M&T Bank Corp. was the dominant leader locally under a U.S. Small Business Administration loan program for the 19th straight year.
For the just-ended 2013 federal fiscal year, M&T was tops in volume as measured by loan dollars – about $45 million – in the Buffalo-Rochester market for the SBA’s 7(a) loan program, a popular source of financing by many small businesses. The federal fiscal year ended Sept. 30.
M&T was followed by First Niagara Financial Group ($13.7 million), Five Star ($10.2 million), and Evans Bank ($9.3 million). Total loan value across all institutions was $121.8 million; M&T accounted for 37 percent of the total.
M&T was also No. 1 in total number of loans approved over the 12-month span, at 260. First Niagara was second, with 111, followed by Five Star Bank (78) and Evans Bank (40) and Canandaigua National Bank (32).

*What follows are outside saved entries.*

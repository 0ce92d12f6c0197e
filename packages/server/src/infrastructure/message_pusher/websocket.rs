//! WebSocket を使った MessagePusher 実装
//!
//! ## 責務
//!
//! - 接続 ID と WebSocket の `UnboundedSender` の対応を管理（接続レジストリ）
//! - 接続へのメッセージ送信（push_to, broadcast）
//!
//! ## 設計ノート
//!
//! WebSocket の生成は UI 層（`src/ui/handler/websocket.rs`）で行われます。
//! この実装は生成された `UnboundedSender` を受け取り、送信にだけ使います。
//! 部屋のメンバーシップはハンドルを所有せず、この レジストリ経由で
//! 接続 ID からハンドルを引きます。
//!
//! 送信はすべて fire-and-forget です。チャンネルへの送り込みが失敗する
//! のは受信側タスクが終了した（= 切断済み）場合だけで、その接続の
//! 掃除は切断ハンドラに任せます。

use std::collections::HashMap;

use async_trait::async_trait;
use tokio::sync::Mutex;

use crate::domain::{ConnectionId, MessagePushError, MessagePusher, PusherChannel};

/// WebSocket を使った MessagePusher 実装
pub struct WebSocketMessagePusher {
    /// 接続中のクライアントの WebSocket sender
    connections: Mutex<HashMap<ConnectionId, PusherChannel>>,
}

impl WebSocketMessagePusher {
    /// 新しい WebSocketMessagePusher を作成
    pub fn new() -> Self {
        Self {
            connections: Mutex::new(HashMap::new()),
        }
    }
}

impl Default for WebSocketMessagePusher {
    fn default() -> Self {
        Self::new()
    }
}

#[async_trait]
impl MessagePusher for WebSocketMessagePusher {
    async fn register_connection(&self, connection_id: ConnectionId, sender: PusherChannel) {
        let mut connections = self.connections.lock().await;
        connections.insert(connection_id.clone(), sender);
        tracing::debug!("Connection '{}' registered to pusher", connection_id);
    }

    async fn unregister_connection(&self, connection_id: &ConnectionId) {
        let mut connections = self.connections.lock().await;
        connections.remove(connection_id);
        tracing::debug!("Connection '{}' unregistered from pusher", connection_id);
    }

    async fn push_to(
        &self,
        connection_id: &ConnectionId,
        content: &str,
    ) -> Result<(), MessagePushError> {
        let connections = self.connections.lock().await;

        if let Some(sender) = connections.get(connection_id) {
            sender
                .send(content.to_string())
                .map_err(|e| MessagePushError::PushFailed(e.to_string()))?;
            Ok(())
        } else {
            Err(MessagePushError::ConnectionNotFound(
                connection_id.as_str().to_string(),
            ))
        }
    }

    async fn broadcast(
        &self,
        targets: Vec<ConnectionId>,
        content: &str,
    ) -> Result<(), MessagePushError> {
        let connections = self.connections.lock().await;

        for target in targets {
            if let Some(sender) = connections.get(&target) {
                // ブロードキャストでは一部の送信失敗を許容
                if let Err(e) = sender.send(content.to_string()) {
                    tracing::warn!("Failed to push message to connection '{}': {}", target, e);
                }
            } else {
                tracing::warn!("Connection '{}' not found during broadcast, skipping", target);
            }
        }

        Ok(())
    }
}

#[cfg(test)]
mod tests {
    use super::*;
    use tokio::sync::mpsc;

    async fn register(pusher: &WebSocketMessagePusher) -> (ConnectionId, mpsc::UnboundedReceiver<String>) {
        let (tx, rx) = mpsc::unbounded_channel();
        let id = ConnectionId::generate();
        pusher.register_connection(id.clone(), tx).await;
        (id, rx)
    }

    #[tokio::test]
    async fn test_push_to_success() {
        // テスト項目: 特定の接続にメッセージを送信できる
        // given (前提条件):
        let pusher = WebSocketMessagePusher::new();
        let (id, mut rx) = register(&pusher).await;

        // when (操作):
        let result = pusher.push_to(&id, "Hello").await;

        // then (期待する結果):
        assert!(result.is_ok());
        assert_eq!(rx.recv().await, Some("Hello".to_string()));
    }

    #[tokio::test]
    async fn test_push_to_unknown_connection_fails() {
        // テスト項目: 未登録の接続への送信はエラーを返す
        // given (前提条件):
        let pusher = WebSocketMessagePusher::new();
        let id = ConnectionId::generate();

        // when (操作):
        let result = pusher.push_to(&id, "Hello").await;

        // then (期待する結果):
        assert!(matches!(
            result,
            Err(MessagePushError::ConnectionNotFound(_))
        ));
    }

    #[tokio::test]
    async fn test_unregistered_connection_is_unreachable() {
        // テスト項目: 登録解除した接続に送信できなくなる
        // given (前提条件):
        let pusher = WebSocketMessagePusher::new();
        let (id, _rx) = register(&pusher).await;
        pusher.unregister_connection(&id).await;

        // when (操作):
        let result = pusher.push_to(&id, "Hello").await;

        // then (期待する結果):
        assert!(result.is_err());
    }

    #[tokio::test]
    async fn test_broadcast_reaches_all_targets() {
        // テスト項目: 複数の接続にメッセージをブロードキャストできる
        // given (前提条件):
        let pusher = WebSocketMessagePusher::new();
        let (alice, mut rx1) = register(&pusher).await;
        let (bob, mut rx2) = register(&pusher).await;

        // when (操作):
        let result = pusher.broadcast(vec![alice, bob], "Broadcast message").await;

        // then (期待する結果):
        assert!(result.is_ok());
        assert_eq!(rx1.recv().await, Some("Broadcast message".to_string()));
        assert_eq!(rx2.recv().await, Some("Broadcast message".to_string()));
    }

    #[tokio::test]
    async fn test_broadcast_tolerates_missing_target() {
        // テスト項目: ブロードキャスト時、一部の接続が存在しなくても成功する
        // given (前提条件):
        let pusher = WebSocketMessagePusher::new();
        let (alice, mut rx1) = register(&pusher).await;
        let ghost = ConnectionId::generate();

        // when (操作):
        let result = pusher.broadcast(vec![alice, ghost], "Broadcast message").await;

        // then (期待する結果): 部分失敗を許容
        assert!(result.is_ok());
        assert_eq!(rx1.recv().await, Some("Broadcast message".to_string()));
    }

    #[tokio::test]
    async fn test_broadcast_tolerates_closed_channel() {
        // テスト項目: 受信側が終了した接続が混ざっていても他の宛先に配送される
        // given (前提条件):
        let pusher = WebSocketMessagePusher::new();
        let (alice, mut rx1) = register(&pusher).await;
        let (dead, dead_rx) = register(&pusher).await;
        drop(dead_rx);

        // when (操作):
        let result = pusher.broadcast(vec![dead, alice], "still delivered").await;

        // then (期待する結果):
        assert!(result.is_ok());
        assert_eq!(rx1.recv().await, Some("still delivered".to_string()));
    }

    #[tokio::test]
    async fn test_broadcast_empty_targets() {
        // テスト項目: 空のターゲットリストでもエラーにならない
        // given (前提条件):
        let pusher = WebSocketMessagePusher::new();

        // when (操作):
        let result = pusher.broadcast(vec![], "Message").await;

        // then (期待する結果):
        assert!(result.is_ok());
    }
}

Overall, 31 institutions made 658 of the loans, up 8 percent from the year before. M&T accounted for nearly 40 percent of the loans in fiscal 2013.
Under the 7(a) program, the government provides guarantees for up to 85 percent of the principal amount of a loan. The program helps businesses who might otherwise have difficulty obtaining loans by giving the banks more reassurance to lend to them.
Franklin J. Sciortino, the SBA’s district director, said increased lending by First Niagara and Canandaigua National Bank helped the district meet the SBA’s goals for lending.
Sciortino said the district’s lending activities supported 2,100 jobs in its 14-county service territory, including 838 new positions the SBA said directly resulted from the agency’s assistance. The loan approvals supported 250 businesses that were two years old or less, the agency said.
The SBA typically releases the 7(a) program’s monthly statistics early the following month, but the schedule was pushed back this month because of the federal government’s partial shutdown, which has ended.
The effects of the federal government shutdown could show up in the October results for 7(a) loans, since the shutdown suspended the loan approval process. And while many applications were stuck in the pipeline and are now being reviewed, it is not known if the shutdown discouraged any businesses from applying for loans.